Comitê de Combate à Dengue discute aumento de multas para casos de focos do mosquito

Formado por representantes de diversos segmentos da sociedade cianortense, tanto de órgãos institucionais quanto de não-governamentais, o Comitê Municipal de Combate à Dengue efetuou reunião na manhã dessa quinta-feira (22), na sede da Secretaria de Saúde, para avaliar o panorama da cidade quanto à presença do mosquito Aedes aegypti, bem como discutir e estabelecer ações.

De acordo com relatório apresentado pela Divisão de Vigilância em Saúde, neste ano, já foram emitidas 522 notificações por foco de mosquito; instaurados 12 processos por reincidência, sendo dois encaminhados ao Ministério Público; e investigados 45 casos suspeitos de dengue, sendo todos descartados. Fazendo um comparativo, o índice de infestação geral subiu de 1,4% , em janeiro de 2017, para 4,4%, em janeiro de 2018.

Segundo a chefe da Divisão, Heloisa Dantas, isto se deve ao volume de chuva acima da média, somado ao tempo quente e ao descuido da população. “Cerca de 80% dos focos estavam nas residências e o mau acondicionamento do lixo é principal vilão, pois foram encontrados em recipientes plásticos, garrafas, latas e tipos de potes semelhantes, além de lonas, calhas e outros”, contou.

Assim, uma medida avaliada pelo Comitê para que as pessoas tomem ou reforcem os cuidados necessários em suas moradias foi a alteração da atual legislação que dispõe sobre a prevenção da dengue (Lei Municipal Nº 2992/2007), aumentando o valor das multas em casos de focos do mosquito, que são de R$ 129,94 para residências, R$ 389,90 para terrenos e de R$ 1.299,40 para estabelecimentos comerciais/industriais, que passariam a ser de R$ 400,00 para residências e terrenos e de R$ 1.300,00 para estabelecimentos comerciais/industriais.

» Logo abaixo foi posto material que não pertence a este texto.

//! Symbol graph entity models.
//!
//! These types are the persisted vocabulary the SymbolGraph owns exclusively;
//! queries receive value copies (`Clone`), never references into storage.

use serde::{Deserialize, Serialize};

/// Closed set of symbol kinds a source indexer can report.
#[derive(Debug, Clone, Copy, PartialEq, Eq, Hash, Serialize, Deserialize)]
#[serde(rename_all = "snake_case")]
pub enum SymbolKind {
    Class,
    Interface,
    Function,
    Method,
    Property,
    Field,
    Variable,
    Constant,
    Type,
    Enum,
    EnumMember,
    Namespace,
    Module,
    Package,
    Struct,
    Constructor,
    Operator,
    TypeParameter,
}

impl SymbolKind {
    pub fn as_str(&self) -> &'static str {
        match self {
            SymbolKind::Class => "class",
            SymbolKind::Interface => "interface",
            SymbolKind::Function => "function",
            SymbolKind::Method => "method",
            SymbolKind::Property => "property",
            SymbolKind::Field => "field",
            SymbolKind::Variable => "variable",
            SymbolKind::Constant => "constant",
            SymbolKind::Type => "type",
            SymbolKind::Enum => "enum",
            SymbolKind::EnumMember => "enum_member",
            SymbolKind::Namespace => "namespace",
            SymbolKind::Module => "module",
            SymbolKind::Package => "package",
            SymbolKind::Struct => "struct",
            SymbolKind::Constructor => "constructor",
            SymbolKind::Operator => "operator",
            SymbolKind::TypeParameter => "type_parameter",
        }
    }

    pub fn from_str(s: &str) -> Option<Self> {
        Some(match s {
            "class" => SymbolKind::Class,
            "interface" => SymbolKind::Interface,
            "function" => SymbolKind::Function,
            "method" => SymbolKind::Method,
            "property" => SymbolKind::Property,
            "field" => SymbolKind::Field,
            "variable" => SymbolKind::Variable,
            "constant" => SymbolKind::Constant,
            "type" => SymbolKind::Type,
            "enum" => SymbolKind::Enum,
            "enum_member" => SymbolKind::EnumMember,
            "namespace" => SymbolKind::Namespace,
            "module" => SymbolKind::Module,
            "package" => SymbolKind::Package,
            "struct" => SymbolKind::Struct,
            "constructor" => SymbolKind::Constructor,
            "operator" => SymbolKind::Operator,
            "type_parameter" => SymbolKind::TypeParameter,
            _ => return None,
        })
    }
}

/// A stable, indexer-assigned symbol identity.
#[derive(Debug, Clone, PartialEq, Serialize, Deserialize)]
pub struct Symbol {
    pub id: String,
    pub name: String,
    pub kind: SymbolKind,
    pub file_id: String,
    pub line: u32,
    pub column: u32,
    pub language: String,
    #[serde(default)]
    pub signature: Option<String>,
    #[serde(default)]
    pub documentation: Option<String>,
    #[serde(default)]
    pub modifiers: Vec<String>,
    /// Sender-claimed canonical hash for this symbol, carried only on the
    /// wire `Delta` payload a validator checks before apply (§4.4 rule 5).
    /// Not part of the canonical hash schema itself (excluded from
    /// `hashing::hash_symbol`'s field order) and never persisted by the
    /// `SymbolGraph` — an absent or empty value means "not claimed" and the
    /// spot check passes vacuously.
    #[serde(default, skip_serializing_if = "Option::is_none")]
    pub declared_hash: Option<String>,
}

/// Closed set of reference kinds.
#[derive(Debug, Clone, Copy, PartialEq, Eq, Hash, Serialize, Deserialize)]
#[serde(rename_all = "snake_case")]
pub enum ReferenceKind {
    Call,
    Read,
    Write,
    Type,
    Implements,
    Extends,
}

impl ReferenceKind {
    pub fn as_str(&self) -> &'static str {
        match self {
            ReferenceKind::Call => "call",
            ReferenceKind::Read => "read",
            ReferenceKind::Write => "write",
            ReferenceKind::Type => "type",
            ReferenceKind::Implements => "implements",
            ReferenceKind::Extends => "extends",
        }
    }

    pub fn from_str(s: &str) -> Option<Self> {
        Some(match s {
            "call" => ReferenceKind::Call,
            "read" => ReferenceKind::Read,
            "write" => ReferenceKind::Write,
            "type" => ReferenceKind::Type,
            "implements" => ReferenceKind::Implements,
            "extends" => ReferenceKind::Extends,
            _ => return None,
        })
    }
}

/// A use-site of a symbol. Identity is positional: `{fromFileId}:{line}:{column}:{toSymbolId}`.
///
/// There is no "modified" path for references: any positional change is a
/// delete-then-add. Identity is positional by design, not a limitation to be
/// worked around here.
#[derive(Debug, Clone, PartialEq, Serialize, Deserialize)]
pub struct Reference {
    pub from_file_id: String,
    pub line: u32,
    pub column: u32,
    pub to_symbol_id: String,
    pub kind: ReferenceKind,
    pub language: String,
}

impl Reference {
    /// Composite ingestion-level identity key.
    pub fn composite_key(&self) -> String {
        format!(
            "{}:{}:{}:{}",
            self.from_file_id, self.line, self.column, self.to_symbol_id
        )
    }
}

/// A call-site edge. The *caller* site (not the callee site) is the identity,
/// so repeated calls to the same callee from distinct sites dedup correctly.
#[derive(Debug, Clone, PartialEq, Serialize, Deserialize)]
pub struct CallEdge {
    pub caller_file_id: String,
    pub call_line: u32,
    pub call_column: u32,
    pub caller_id: String,
    pub callee_id: String,
    pub language: String,
}

impl CallEdge {
    pub fn composite_key(&self) -> String {
        format!(
            "{}:{}:{}:{}",
            self.caller_file_id, self.call_line, self.call_column, self.callee_id
        )
    }
}

#[derive(Debug, Clone, PartialEq, Serialize, Deserialize)]
pub struct FileRecord {
    pub id: String,
    pub path: String,
    pub language: String,
    /// Sender-claimed canonical hash, wire-only — see `Symbol::declared_hash`.
    #[serde(default, skip_serializing_if = "Option::is_none")]
    pub declared_hash: Option<String>,
}

/// Opaque content-addressed snapshot identifier, `"sha256:<hex>"`.
pub type SnapshotId = String;

// ═══════════════════════════════════════════════════════════════════════
// Delta wire schema
// ═══════════════════════════════════════════════════════════════════════

/// `added`/`modified`/`deleted` bucket for entities that support replacing
/// modification (symbols, files). `deleted` holds bare ids.
#[derive(Debug, Clone, PartialEq, Serialize, Deserialize, Default)]
pub struct AddModDelete<T> {
    #[serde(default, skip_serializing_if = "Vec::is_empty")]
    pub added: Vec<T>,
    #[serde(default, skip_serializing_if = "Vec::is_empty")]
    pub modified: Vec<T>,
    #[serde(default, skip_serializing_if = "Vec::is_empty")]
    pub deleted: Vec<String>,
}

impl<T> AddModDelete<T> {
    pub fn is_empty(&self) -> bool {
        self.added.is_empty() && self.modified.is_empty() && self.deleted.is_empty()
    }
}

/// `added`/`deleted` bucket for entities with positional-only identity
/// (references, call edges) — no modification semantics.
#[derive(Debug, Clone, PartialEq, Serialize, Deserialize, Default)]
pub struct AddDelete<T> {
    #[serde(default, skip_serializing_if = "Vec::is_empty")]
    pub added: Vec<T>,
    #[serde(default, skip_serializing_if = "Vec::is_empty")]
    pub deleted: Vec<String>,
}

impl<T> AddDelete<T> {
    pub fn is_empty(&self) -> bool {
        self.added.is_empty() && self.deleted.is_empty()
    }
}

#[derive(Debug, Clone, PartialEq, Serialize, Deserialize, Default)]
pub struct DeltaSections {
    pub symbols: AddModDelete<Symbol>,
    pub refs: AddDelete<Reference>,
    #[serde(rename = "callgraph")]
    pub call_graph: AddDelete<CallEdge>,
    pub files: AddModDelete<FileRecord>,
}

#[derive(Debug, Clone, Copy, PartialEq, Eq, Serialize, Deserialize, Default)]
pub struct DeltaStats {
    pub total_added: u64,
    pub total_modified: u64,
    pub total_deleted: u64,
    pub symbols_added: u64,
    pub symbols_modified: u64,
    pub symbols_deleted: u64,
    pub refs_added: u64,
    pub refs_deleted: u64,
    pub call_edges_added: u64,
    pub call_edges_deleted: u64,
    pub files_added: u64,
    pub files_modified: u64,
    pub files_deleted: u64,
}

#[derive(Debug, Clone, PartialEq, Serialize, Deserialize)]
pub struct Delta {
    #[serde(rename = "delta_schema_version")]
    pub schema_version: u32,
    #[serde(rename = "base_snapshot_id")]
    pub base_snapshot_id: String,
    #[serde(rename = "new_snapshot_id")]
    pub new_snapshot_id: String,
    pub commit: String,
    pub timestamp: i64,
    pub deltas: DeltaSections,
    pub stats: DeltaStats,
}

#[cfg(test)]
mod tests {
    use super::*;

    #[test]
    fn reference_composite_key_matches_spec_format() {
        let r = Reference {
            from_file_id: "f1".into(),
            line: 10,
            column: 4,
            to_symbol_id: "s1".into(),
            kind: ReferenceKind::Call,
            language: "rust".into(),
        };
        assert_eq!(r.composite_key(), "f1:10:4:s1");
    }

    #[test]
    fn call_edge_composite_key_uses_caller_site() {
        let e = CallEdge {
            caller_file_id: "f1".into(),
            call_line: 20,
            call_column: 8,
            caller_id: "caller".into(),
            callee_id: "callee".into(),
            language: "rust".into(),
        };
        assert_eq!(e.composite_key(), "f1:20:8:callee");
    }

    #[test]
    fn delta_round_trips_through_json() {
        let delta = Delta {
            schema_version: 1,
            base_snapshot_id: String::new(),
            new_snapshot_id: "sha256:abc".into(),
            commit: "deadbeef".into(),
            timestamp: 1000,
            deltas: DeltaSections::default(),
            stats: DeltaStats::default(),
        };
        let json = serde_json::to_string(&delta).unwrap();
        let back: Delta = serde_json::from_str(&json).unwrap();
        assert_eq!(delta, back);
    }

    #[test]
    fn empty_buckets_omitted_from_serialization() {
        let delta = Delta {
            schema_version: 1,
            base_snapshot_id: String::new(),
            new_snapshot_id: "sha256:abc".into(),
            commit: "c".into(),
            timestamp: 1,
            deltas: DeltaSections::default(),
            stats: DeltaStats::default(),
        };
        let json = serde_json::to_value(&delta).unwrap();
        assert!(json["deltas"]["symbols"].get("added").is_none());
    }
}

Além disso, também é importante que a lei passe a abranger medidas de prevenção e combate aos animais peçonhentos como, por exemplo, o escorpião amarelo”, destacou a supervisora do Programa Municipal de Combate à Dengue, Vera Fusisawa, que defende o enrijecimento da legislação. “O trabalho dos agentes na orientação e fiscalização é intenso, bem como a divulgação, pelas mais variadas mídias, sobre os cuidados necessários. Por isso, acreditamos que a falta de conhecimento não é a causa do alto índice de infestação, mas sim o descuido e, para mudar isso, o aumento da multa é um meio de surtir efeito”, concluiu.